Exercise directions: Find all the lines in the entries below that hold the word "used" and copy them.

Source information:

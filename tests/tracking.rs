use tag_ranging_ekf::{
    AngularRates, FilterConfig, FilterError, SimulatedClock, StateEstimate, StateEstimator,
    TagMeasurement, Vector3, MAX_TAGS,
};

const TAG_HEIGHT: f64 = 1.4;
const TAGS: [[f64; 3]; 4] = [
    [0.0, 0.0, TAG_HEIGHT],
    [3.0, 0.0, TAG_HEIGHT],
    [0.0, 2.0, TAG_HEIGHT],
    [3.0, 2.0, TAG_HEIGHT],
];

fn ranges_from(truth: Vector3<f64>) -> Vec<TagMeasurement<f64>> {
    TAGS.iter()
        .map(|&[x, y, z]| {
            let tag = Vector3::new(x, y, z);
            TagMeasurement::new(truth.distance_to(&tag), x, y, z)
        })
        .collect()
}

fn assert_invariants(state: &StateEstimate<f64>) {
    let config = FilterConfig::<f64>::default();
    assert!(state.speed.abs() <= config.speed_limit, "speed {state:?}");
    assert!(config.bounds.x.contains(state.x), "x out of bounds: {state:?}");
    assert!(config.bounds.y.contains(state.y), "y out of bounds: {state:?}");
    assert!(config.bounds.z.contains(state.z), "z out of bounds: {state:?}");
}

#[test]
fn converges_on_stationary_platform() {
    let truth = Vector3::new(2.0, 1.0, 0.5);
    let tags = ranges_from(truth);

    let mut estimator = StateEstimator::new(SimulatedClock::new(0.0), FilterConfig::default());
    for _ in 0..100 {
        for _ in 0..5 {
            estimator.clock_mut().advance(0.02);
            estimator.predict(&AngularRates::new(0.0, 0.0, 0.05));
        }

        let report = estimator.update(&tags).expect("tags are well-placed");
        assert_eq!(report.accepted_tags, 4);
        assert!(!report.reset_axes.any());
        assert_invariants(&estimator.raw_state());
    }

    let state = estimator.raw_state();
    let error = state.position().distance_to(&truth);
    assert!(error < 0.5, "position error {error} too large: {state:?}");

    let covariance = estimator.covariance();
    for axis in 0..3 {
        assert!(covariance[axis][axis] > 0.0);
        assert!(covariance[axis][axis] < 0.1);
    }
}

#[test]
fn survives_dropouts() {
    let truth = Vector3::new(1.5, 1.0, 0.5);
    let tags = ranges_from(truth);

    let mut estimator = StateEstimator::new(SimulatedClock::new(10.0), FilterConfig::default());
    estimator
        .set_state(StateEstimate::new(1.5, 1.0, 0.5, 0.4))
        .expect("state is finite");

    for cycle in 0..60 {
        estimator.clock_mut().advance(0.1);
        estimator.predict(&AngularRates::new(0.0, 0.0, 0.0));

        if cycle % 3 == 0 {
            estimator.mark_no_measurement();
            continue;
        }

        estimator.update(&tags).expect("tags are well-placed");
        assert_invariants(&estimator.raw_state());
    }

    assert!(estimator.dropout_count() <= 20);
    assert_eq!(estimator.last_measurement().len(), TAGS.len());
    assert_eq!(estimator.last_innovation().len(), TAGS.len());
}

#[test]
fn failed_updates_leave_filter_untouched() {
    let mut estimator = StateEstimator::new(SimulatedClock::new(0.0), FilterConfig::default());
    estimator.clock_mut().advance(0.1);
    estimator
        .update(&ranges_from(Vector3::new(1.2, 1.1, 0.4)))
        .expect("tags are well-placed");

    let state = estimator.raw_state();
    let covariance = estimator.covariance();
    let innovations = estimator.last_innovation().to_vec();

    let mut tags = ranges_from(Vector3::new(1.2, 1.1, 0.4));
    tags.push(TagMeasurement::new(1.0, 1.0, 1.0, 0.0));
    assert!(matches!(
        estimator.update(&tags),
        Err(FilterError::DegenerateGeometry { tag: 4, .. })
    ));

    let oversized = vec![TagMeasurement::new(1.0, 0.0, 0.0, TAG_HEIGHT); MAX_TAGS + 1];
    assert!(matches!(
        estimator.update(&oversized),
        Err(FilterError::TooManyTags { .. })
    ));

    assert_eq!(estimator.raw_state(), state);
    assert_eq!(estimator.covariance(), covariance);
    assert_eq!(estimator.last_innovation(), innovations.as_slice());
}

#[test]
fn parses_raw_rows() {
    let rows: [&[f32]; 2] = [&[1.2, 0.0, 2.0, 1.4, 7.0], &[0.9, 3.0, 0.0, 1.4]];
    let tags = rows
        .iter()
        .map(|row| TagMeasurement::from_row(row))
        .collect::<Result<Vec<_>, _>>()
        .expect("rows are complete");

    let mut estimator = StateEstimator::new(SimulatedClock::new(0.0_f32), FilterConfig::default());
    let report = estimator.update(&tags).expect("tags are well-placed");
    assert_eq!(report.accepted_tags, 2);

    assert!(matches!(
        TagMeasurement::<f32>::from_row(&[1.0, 2.0]),
        Err(FilterError::InvalidInputShape {
            expected: 4,
            found: 2
        })
    ));
}
//! Divergence recovery for the position estimate.

use crate::config::WorkspaceBounds;
use crate::types::Vector3;
use crate::FilterScalar;

/// The position axes a [`BoundsGuard`] had to reset.
#[derive(Debug, Clone, Copy, PartialEq, Eq, Default)]
pub struct ResetAxes {
    pub x: bool,
    pub y: bool,
    pub z: bool,
}

impl ResetAxes {
    /// Determines whether any axis was reset.
    #[inline]
    pub fn any(&self) -> bool {
        self.x || self.y || self.z
    }
}

/// Resets position axes that left the workspace or became non-finite.
///
/// A reset axis is set to its configured reset value, the previous position
/// used by the speed pseudo-measurement is set to the same value, and the
/// axis' covariance row is restored from the initial covariance.
#[derive(Debug, Clone, Copy, PartialEq)]
pub struct BoundsGuard<T> {
    bounds: WorkspaceBounds<T>,
}

impl<T> BoundsGuard<T>
where
    T: FilterScalar,
{
    /// Creates a guard enforcing the given workspace.
    pub fn new(bounds: WorkspaceBounds<T>) -> Self {
        Self { bounds }
    }

    /// The enforced workspace.
    pub fn bounds(&self) -> &WorkspaceBounds<T> {
        &self.bounds
    }

    /// Checks every axis of `position` and resets those outside the workspace.
    pub fn enforce(
        &self,
        position: &mut Vector3<T>,
        previous: &mut Vector3<T>,
        covariance: &mut [[T; 4]; 4],
        initial_covariance: &[[T; 4]; 4],
    ) -> ResetAxes {
        let axes = self.bounds.axes();
        let mut reset = [false; 3];

        let current = [&mut position.x, &mut position.y, &mut position.z];
        let prior = [&mut previous.x, &mut previous.y, &mut previous.z];

        for (index, ((value, prev), bounds)) in current
            .into_iter()
            .zip(prior)
            .zip(axes.iter())
            .enumerate()
        {
            // NaN fails the containment check as well.
            if bounds.contains(*value) {
                continue;
            }

            *value = bounds.reset;
            *prev = bounds.reset;
            covariance[index] = initial_covariance[index];
            reset[index] = true;
        }

        let [x, y, z] = reset;
        ResetAxes { x, y, z }
    }
}
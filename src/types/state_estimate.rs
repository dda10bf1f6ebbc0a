use crate::impl_standard_traits;
use crate::types::Vector3;
use uniform_array_derive::UniformArray;

/// The filter state: world-frame position and body-frame forward speed.
#[derive(UniformArray)]
#[cfg_attr(test, ensure_uniform_type::ensure_uniform_type)]
#[repr(C)]
pub struct StateEstimate<T> {
    /// The world-frame x position.
    pub x: T,
    /// The world-frame y position.
    pub y: T,
    /// The world-frame z position.
    pub z: T,
    /// The body-frame forward speed.
    pub speed: T,
}

impl<T> StateEstimate<T> {
    /// Initializes a new [`StateEstimate`] instance.
    #[inline(always)]
    pub const fn new(x: T, y: T, z: T, speed: T) -> Self {
        Self { x, y, z, speed }
    }

    /// Composes a state from a position and a speed.
    #[inline]
    pub fn from_position(position: Vector3<T>, speed: T) -> Self {
        Self::new(position.x, position.y, position.z, speed)
    }

    /// Returns the position part of the state.
    #[inline]
    pub fn position(&self) -> Vector3<T>
    where
        T: Copy,
    {
        Vector3::new(self.x, self.y, self.z)
    }

    /// Returns the state as an array in `[x, y, z, speed]` order.
    #[inline(always)]
    pub fn into_array(self) -> [T; 4] {
        [self.x, self.y, self.z, self.speed]
    }
}

impl<T> From<[T; 4]> for StateEstimate<T> {
    #[inline]
    fn from(value: [T; 4]) -> Self {
        let [x, y, z, speed] = value;
        Self { x, y, z, speed }
    }
}

impl_standard_traits!(StateEstimate, T, x, y, z, speed);
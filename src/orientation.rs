//! Dead-reckoning of the body orientation from angular rates.
//!
//! The tracker integrates the gyroscope rates with a plain Euler step and
//! provides the rotation used to carry the forward displacement of the body
//! into the world frame during prediction. There is no feedback from the
//! range measurements into the angles.

use crate::num_traits::SinCos;
use crate::types::{AngularRates, EulerAngles, Vector3};
use crate::FilterScalar;

/// Integrates body angular rates into yaw, pitch and roll.
#[derive(Debug, Clone, Copy, PartialEq)]
pub struct OrientationTracker<T> {
    yaw: T,
    pitch: T,
    roll: T,
}

impl<T> OrientationTracker<T>
where
    T: FilterScalar,
{
    /// Creates a tracker with all angles at zero.
    pub fn new() -> Self {
        Self {
            yaw: T::zero(),
            pitch: T::zero(),
            roll: T::zero(),
        }
    }

    /// Advances the angles by one time step.
    ///
    /// Yaw and pitch are integrated against the z and y rates, roll along the x rate:
    /// `yaw −= ω_z·Δt`, `pitch −= ω_y·Δt`, `roll += ω_x·Δt`.
    pub fn integrate(&mut self, rates: &AngularRates<T>, delta_t: T) {
        let increment = *rates * delta_t;
        self.yaw = self.yaw - increment.omega_z;
        self.pitch = self.pitch - increment.omega_y;
        self.roll = self.roll + increment.omega_x;
    }

    /// Overrides all three angles.
    pub fn set_angles(&mut self, angles: EulerAngles<T>) {
        self.yaw = angles.yaw_psi;
        self.pitch = angles.pitch_theta;
        self.roll = angles.roll_phi;
    }

    /// Gets the current angles.
    pub fn angles(&self) -> EulerAngles<T> {
        EulerAngles::from_yaw_pitch_roll(self.yaw, self.pitch, self.roll)
    }

    /// The yaw angle ψ (psi), in radians.
    #[inline]
    pub fn yaw(&self) -> T {
        self.yaw
    }

    /// The pitch angle θ (theta), in radians.
    #[inline]
    pub fn pitch(&self) -> T {
        self.pitch
    }

    /// The roll angle φ (phi), in radians.
    #[inline]
    pub fn roll(&self) -> T {
        self.roll
    }

    /// Builds the unit quaternion `(w, x, y, z)` of the yaw-pitch-roll (ZYX) rotation.
    pub fn quaternion(&self) -> (T, T, T, T) {
        let two = T::one() + T::one();
        let (sy, cy) = SinCos::sin_cos(self.yaw / two);
        let (sp, cp) = SinCos::sin_cos(self.pitch / two);
        let (sr, cr) = SinCos::sin_cos(self.roll / two);

        let w = cy * cp * cr + sy * sp * sr;
        let x = cy * cp * sr - sy * sp * cr;
        let y = sy * cp * sr + cy * sp * cr;
        let z = sy * cp * cr - cy * sp * sr;
        (w, x, y, z)
    }

    /// Rotates a body-frame vector into the world frame.
    pub fn rotate_body_to_world(&self, vector: Vector3<T>) -> Vector3<T> {
        let (w, x, y, z) = self.quaternion();
        let one = T::one();
        let two = one + one;

        // Rotation matrix of the unit quaternion, row by row.
        let r00 = one - two * (y * y + z * z);
        let r01 = two * (x * y - w * z);
        let r02 = two * (x * z + w * y);

        let r10 = two * (x * y + w * z);
        let r11 = one - two * (x * x + z * z);
        let r12 = two * (y * z - w * x);

        let r20 = two * (x * z - w * y);
        let r21 = two * (y * z + w * x);
        let r22 = one - two * (x * x + y * y);

        Vector3::new(
            r00 * vector.x + r01 * vector.y + r02 * vector.z,
            r10 * vector.x + r11 * vector.y + r12 * vector.z,
            r20 * vector.x + r21 * vector.y + r22 * vector.z,
        )
    }

    /// Determines whether the pitch is within `tolerance` radians of ±π/2.
    pub fn close_to_gimbal_lock(&self, tolerance: T) -> bool {
        self.pitch.close_to_zenith_or_nadir(tolerance)
    }
}

impl<T> Default for OrientationTracker<T>
where
    T: FilterScalar,
{
    fn default() -> Self {
        Self::new()
    }
}
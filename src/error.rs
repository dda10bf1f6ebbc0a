//! Error types for the estimator.

use thiserror::Error;

/// Errors reported by the estimator.
///
/// Whenever an operation returns an error, the filter state is left untouched.
#[derive(Debug, Clone, Copy, PartialEq, Eq, Error)]
pub enum FilterError {
    /// A tag's geometry makes the range update ill-defined.
    #[error("Degenerate geometry for tag {tag}: {cause}")]
    DegenerateGeometry {
        /// The index of the offending tag within the batch.
        tag: usize,
        /// What made the geometry degenerate.
        cause: DegenerateCause,
    },

    /// A raw measurement row has too few fields.
    #[error("Invalid input shape: expected at least {expected} fields, found {found}")]
    InvalidInputShape { expected: usize, found: usize },

    /// A tag batch exceeds the number of tags tracked per update.
    #[error("Too many tags: capacity is {capacity}, batch has {found}")]
    TooManyTags { capacity: usize, found: usize },

    /// A value handed to a setter is NaN or infinite.
    #[error("Non-finite value in {0}")]
    NonFinite(&'static str),
}

/// The reason a tag's geometry was rejected.
#[derive(Debug, Clone, Copy, PartialEq, Eq, Error)]
pub enum DegenerateCause {
    /// The tag sits at zero height, so its noise scaling divides by zero.
    #[error("tag is at zero height")]
    ZeroTagHeight,

    /// The innovation variance is zero, so the gain divides by zero.
    #[error("innovation variance is zero")]
    ZeroInnovationVariance,
}
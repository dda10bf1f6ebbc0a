mod types;

pub use crate::estimator::types::{CovarianceMatrix, UpdateReport, MAX_TAGS};

use crate::bounds::BoundsGuard;
use crate::clock::Clock;
use crate::config::FilterConfig;
use crate::error::{DegenerateCause, FilterError};
use crate::estimator::types::*;
use crate::measurement::{predicted_ranges, range_jacobians, slant_noise_scale};
use crate::num_traits::IsFinite;
use crate::orientation::OrientationTracker;
use crate::types::{AngularRates, EulerAngles, StateEstimate, TagMeasurement, Vector3};
use crate::velocity::VelocityEstimator;
use crate::FilterScalar;
use minikalman::buffers::types::*;
use minikalman::prelude::*;
use minikalman::regular::{ControlBuilder, RegularKalmanBuilder};
use tracing::{debug, trace, warn};

/// An Extended Kalman Filter estimating the world-frame position and the
/// body-frame forward speed of a platform from tag ranges and angular rates.
///
/// The state vector is `[x, y, z, v]`. Prediction carries the forward speed
/// along the dead-reckoned orientation; updates correct the position from the
/// ranges to tags of known position and derive the speed from the corrected
/// motion.
pub struct StateEstimator<T, C> {
    filter: OwnedKalmanFilter<T>,
    control: OwnedControlInput<T>,
    orientation: OrientationTracker<T>,
    velocity: VelocityEstimator<T>,
    guard: BoundsGuard<T>,
    config: FilterConfig<T>,
    /// The state restored by [`reset`](Self::reset).
    initial_state: StateEstimate<T>,
    /// The covariance restored by [`reset`](Self::reset) and by axis resets.
    initial_covariance: CovarianceMatrix<T>,
    /// The time of the last prediction, in seconds.
    last_prediction: T,
    /// The measured ranges of the last successful update.
    last_measurement: heapless::Vec<T, MAX_TAGS>,
    /// The range innovations of the last successful update.
    last_innovation: heapless::Vec<T, MAX_TAGS>,
    clock: C,
}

Exercise response:
/// used by the speed pseudo-measurement is set to the same value, and the
//! provides the rotation used to carry the forward displacement of the body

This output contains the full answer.